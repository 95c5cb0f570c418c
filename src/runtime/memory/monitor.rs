use super::stats::{FallbackSource, MemoryStats, MemoryStatsSource};
use crate::config::MemoryConfig;
use serde::Serialize;
use std::panic::{AssertUnwindSafe, catch_unwind};
use std::sync::atomic::{AtomicU64, Ordering};
use std::sync::{Arc, Mutex, MutexGuard, PoisonError};
use std::time::Duration;
use tokio::task::JoinHandle;
use tokio_util::sync::CancellationToken;

#[derive(Debug, Clone, Copy, PartialEq, Eq, Serialize, strum::Display)]
#[serde(rename_all = "snake_case")]
#[strum(serialize_all = "snake_case")]
pub enum PressureLevel {
    Normal,
    Warning,
    Critical,
    /// No memory source produced a sample.
    Unknown,
}

#[derive(Debug, Clone, Copy, PartialEq, Eq, Hash)]
pub struct CleanupId(u64);

type CleanupFn = Arc<dyn Fn() -> anyhow::Result<usize> + Send + Sync>;

struct CleanupEntry {
    id: CleanupId,
    name: String,
    callback: CleanupFn,
    consecutive_failures: u32,
    quarantined: bool,
}

#[derive(Debug, Clone, Default, Serialize)]
pub struct CleanupReport {
    /// Total items reported freed by successful callbacks.
    pub freed: usize,
    pub succeeded: Vec<String>,
    pub failed: Vec<String>,
    /// Quarantined callbacks that were not run.
    pub skipped: Vec<String>,
    pub newly_quarantined: Vec<String>,
}

#[derive(Debug, Clone, Serialize)]
pub struct MemoryCheck {
    pub stats: Option<MemoryStats>,
    pub level: PressureLevel,
    /// Present when the level was critical and cleanup ran.
    pub cleanup: Option<CleanupReport>,
}

#[derive(Debug, Clone, Serialize)]
pub struct MemoryMonitorStats {
    pub total_mb: Option<u64>,
    pub used_mb: Option<u64>,
    pub available_mb: Option<u64>,
    pub process_mb: Option<u64>,
    pub used_percent: Option<f64>,
    pub pressure_level: PressureLevel,
    pub warning_percent: f64,
    pub critical_percent: f64,
    pub registered_cleanups: usize,
    pub quarantined_cleanups: Vec<String>,
}

/// Samples memory usage, classifies pressure, and relieves it through
/// registered cleanup callbacks.
///
/// The callback list has its own lock. Callbacks run after it is released,
/// so a callback may itself register or unregister cleanups.
pub struct MemoryPressureMonitor {
    source: Box<dyn MemoryStatsSource>,
    warning_percent: f64,
    critical_percent: f64,
    quarantine_after: u32,
    cleanups: Mutex<Vec<CleanupEntry>>,
    next_id: AtomicU64,
    last_level: Mutex<PressureLevel>,
}

impl MemoryPressureMonitor {
    pub fn new(config: &MemoryConfig) -> Self {
        Self::with_source(config, Box::new(FallbackSource::system_default()))
    }

    pub fn with_source(config: &MemoryConfig, source: Box<dyn MemoryStatsSource>) -> Self {
        Self {
            source,
            warning_percent: config.warning_percent,
            critical_percent: config.effective_critical_percent(),
            quarantine_after: config.quarantine_after.max(1),
            cleanups: Mutex::new(Vec::new()),
            next_id: AtomicU64::new(1),
            last_level: Mutex::new(PressureLevel::Unknown),
        }
    }

    fn cleanups(&self) -> MutexGuard<'_, Vec<CleanupEntry>> {
        self.cleanups.lock().unwrap_or_else(PoisonError::into_inner)
    }

    /// Registers a cleanup callback returning how many items it freed.
    ///
    /// Registering under an existing name replaces that callback and lifts
    /// any quarantine on it.
    pub fn register_cleanup<F>(&self, name: impl Into<String>, callback: F) -> CleanupId
    where
        F: Fn() -> anyhow::Result<usize> + Send + Sync + 'static,
    {
        let name = name.into();
        let callback: CleanupFn = Arc::new(callback);
        let mut cleanups = self.cleanups();

        if let Some(existing) = cleanups.iter_mut().find(|entry| entry.name == name) {
            existing.callback = callback;
            existing.consecutive_failures = 0;
            existing.quarantined = false;
            tracing::debug!(cleanup = name.as_str(), "cleanup callback replaced");
            return existing.id;
        }

        let id = CleanupId(self.next_id.fetch_add(1, Ordering::Relaxed));
        cleanups.push(CleanupEntry {
            id,
            name,
            callback,
            consecutive_failures: 0,
            quarantined: false,
        });
        id
    }

    pub fn unregister_cleanup(&self, id: CleanupId) -> bool {
        let mut cleanups = self.cleanups();
        let before = cleanups.len();
        cleanups.retain(|entry| entry.id != id);
        cleanups.len() != before
    }

    /// Runs every non-quarantined cleanup callback regardless of pressure.
    pub fn force_cleanup(&self) -> CleanupReport {
        let mut report = CleanupReport::default();
        let runnable: Vec<(CleanupId, String, CleanupFn)> = {
            let cleanups = self.cleanups();
            cleanups
                .iter()
                .filter_map(|entry| {
                    if entry.quarantined {
                        report.skipped.push(entry.name.clone());
                        None
                    } else {
                        Some((entry.id, entry.name.clone(), Arc::clone(&entry.callback)))
                    }
                })
                .collect()
        };

        let mut outcomes = Vec::with_capacity(runnable.len());
        for (id, name, callback) in runnable {
            let ok = match catch_unwind(AssertUnwindSafe(|| callback())) {
                Ok(Ok(freed)) => {
                    report.freed += freed;
                    report.succeeded.push(name.clone());
                    tracing::debug!(cleanup = name.as_str(), freed, "cleanup callback ran");
                    true
                }
                Ok(Err(err)) => {
                    tracing::warn!(cleanup = name.as_str(), error = %err, "cleanup callback failed");
                    report.failed.push(name.clone());
                    false
                }
                Err(_) => {
                    tracing::warn!(cleanup = name.as_str(), "cleanup callback panicked");
                    report.failed.push(name.clone());
                    false
                }
            };
            outcomes.push((id, ok));
        }

        let mut cleanups = self.cleanups();
        for (id, ok) in outcomes {
            // Unregistered while running.
            let Some(entry) = cleanups.iter_mut().find(|entry| entry.id == id) else {
                continue;
            };
            if ok {
                entry.consecutive_failures = 0;
                continue;
            }
            entry.consecutive_failures += 1;
            if entry.consecutive_failures >= self.quarantine_after {
                entry.quarantined = true;
                report.newly_quarantined.push(entry.name.clone());
                tracing::warn!(
                    cleanup = entry.name.as_str(),
                    failures = entry.consecutive_failures,
                    "cleanup callback quarantined"
                );
            }
        }

        report
    }

    pub fn sample(&self) -> Option<MemoryStats> {
        self.source.sample()
    }

    pub fn classify(&self, stats: Option<&MemoryStats>) -> PressureLevel {
        let Some(stats) = stats else {
            return PressureLevel::Unknown;
        };
        let used = stats.used_percent();
        if used >= self.critical_percent {
            PressureLevel::Critical
        } else if used >= self.warning_percent {
            PressureLevel::Warning
        } else {
            PressureLevel::Normal
        }
    }

    /// Samples memory, logs level changes, and runs cleanup on critical pressure.
    pub fn check_memory_usage(&self) -> MemoryCheck {
        let stats = self.sample();
        let level = self.classify(stats.as_ref());

        let previous = {
            let mut last = self.last_level.lock().unwrap_or_else(PoisonError::into_inner);
            std::mem::replace(&mut *last, level)
        };
        if previous != level {
            let used_percent = stats.map(|s| s.used_percent());
            match level {
                PressureLevel::Critical => {
                    tracing::error!(?used_percent, from = %previous, "memory pressure critical");
                }
                PressureLevel::Warning => {
                    tracing::warn!(?used_percent, from = %previous, "memory pressure warning");
                }
                PressureLevel::Normal => {
                    tracing::info!(?used_percent, from = %previous, "memory pressure normal");
                }
                PressureLevel::Unknown => {
                    tracing::debug!("memory stats unavailable; pressure unknown");
                }
            }
        }

        let cleanup = (level == PressureLevel::Critical).then(|| {
            let report = self.force_cleanup();
            tracing::info!(
                freed = report.freed,
                failed = report.failed.len(),
                "critical memory cleanup finished"
            );
            report
        });

        MemoryCheck {
            stats,
            level,
            cleanup,
        }
    }

    /// Whether `required_mb` is currently available. Unknown counts as available.
    pub fn check_memory_available(&self, required_mb: u64) -> bool {
        match self.sample() {
            Some(stats) => {
                let ok = stats.available_mb >= required_mb;
                if !ok {
                    tracing::warn!(
                        required_mb,
                        available_mb = stats.available_mb,
                        "insufficient memory available"
                    );
                }
                ok
            }
            None => {
                tracing::debug!(required_mb, "memory stats unavailable; assuming available");
                true
            }
        }
    }

    pub fn stats(&self) -> MemoryMonitorStats {
        let stats = self.sample();
        let level = self.classify(stats.as_ref());
        let cleanups = self.cleanups();
        MemoryMonitorStats {
            total_mb: stats.map(|s| s.total_mb),
            used_mb: stats.map(|s| s.used_mb),
            available_mb: stats.map(|s| s.available_mb),
            process_mb: stats.map(|s| s.process_mb),
            used_percent: stats.map(|s| s.used_percent()),
            pressure_level: level,
            warning_percent: self.warning_percent,
            critical_percent: self.critical_percent,
            registered_cleanups: cleanups.len(),
            quarantined_cleanups: cleanups
                .iter()
                .filter(|entry| entry.quarantined)
                .map(|entry| entry.name.clone())
                .collect(),
        }
    }

    /// Spawns the background sampling loop on the current tokio runtime.
    pub fn start(self: &Arc<Self>, interval: Duration) -> MonitorHandle {
        let token = CancellationToken::new();
        let monitor = Arc::clone(self);
        let child = token.clone();
        let task = tokio::spawn(async move {
            let mut ticker = tokio::time::interval(interval);
            ticker.set_missed_tick_behavior(tokio::time::MissedTickBehavior::Delay);
            loop {
                tokio::select! {
                    () = child.cancelled() => break,
                    _ = ticker.tick() => {
                        monitor.check_memory_usage();
                    }
                }
            }
            tracing::debug!("memory monitor stopped");
        });
        tracing::debug!(interval_ms = interval.as_millis() as u64, "memory monitor started");
        MonitorHandle { token, task }
    }
}

/// Owns the background monitor task.
pub struct MonitorHandle {
    token: CancellationToken,
    task: JoinHandle<()>,
}

impl MonitorHandle {
    pub async fn shutdown(self) {
        self.token.cancel();
        if let Err(err) = self.task.await {
            tracing::warn!(error = %err, "memory monitor task ended abnormally");
        }
    }

    pub fn is_running(&self) -> bool {
        !self.task.is_finished()
    }
}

*-*-*

» What you are asked to do:
Only the lines above starting at the line that holds "quarantine on it." and ending at the line that holds "if let Some(existing)" are to be repeated, exactly and in full.

» Result:
    /// any quarantine on it.
    pub fn register_cleanup<F>(&self, name: impl Into<String>, callback: F) -> CleanupId
    where
        F: Fn() -> anyhow::Result<usize> + Send + Sync + 'static,
    {
        let name = name.into();
        let callback: CleanupFn = Arc::new(callback);
        let mut cleanups = self.cleanups();

        if let Some(existing) = cleanups.iter_mut().find(|entry| entry.name == name) {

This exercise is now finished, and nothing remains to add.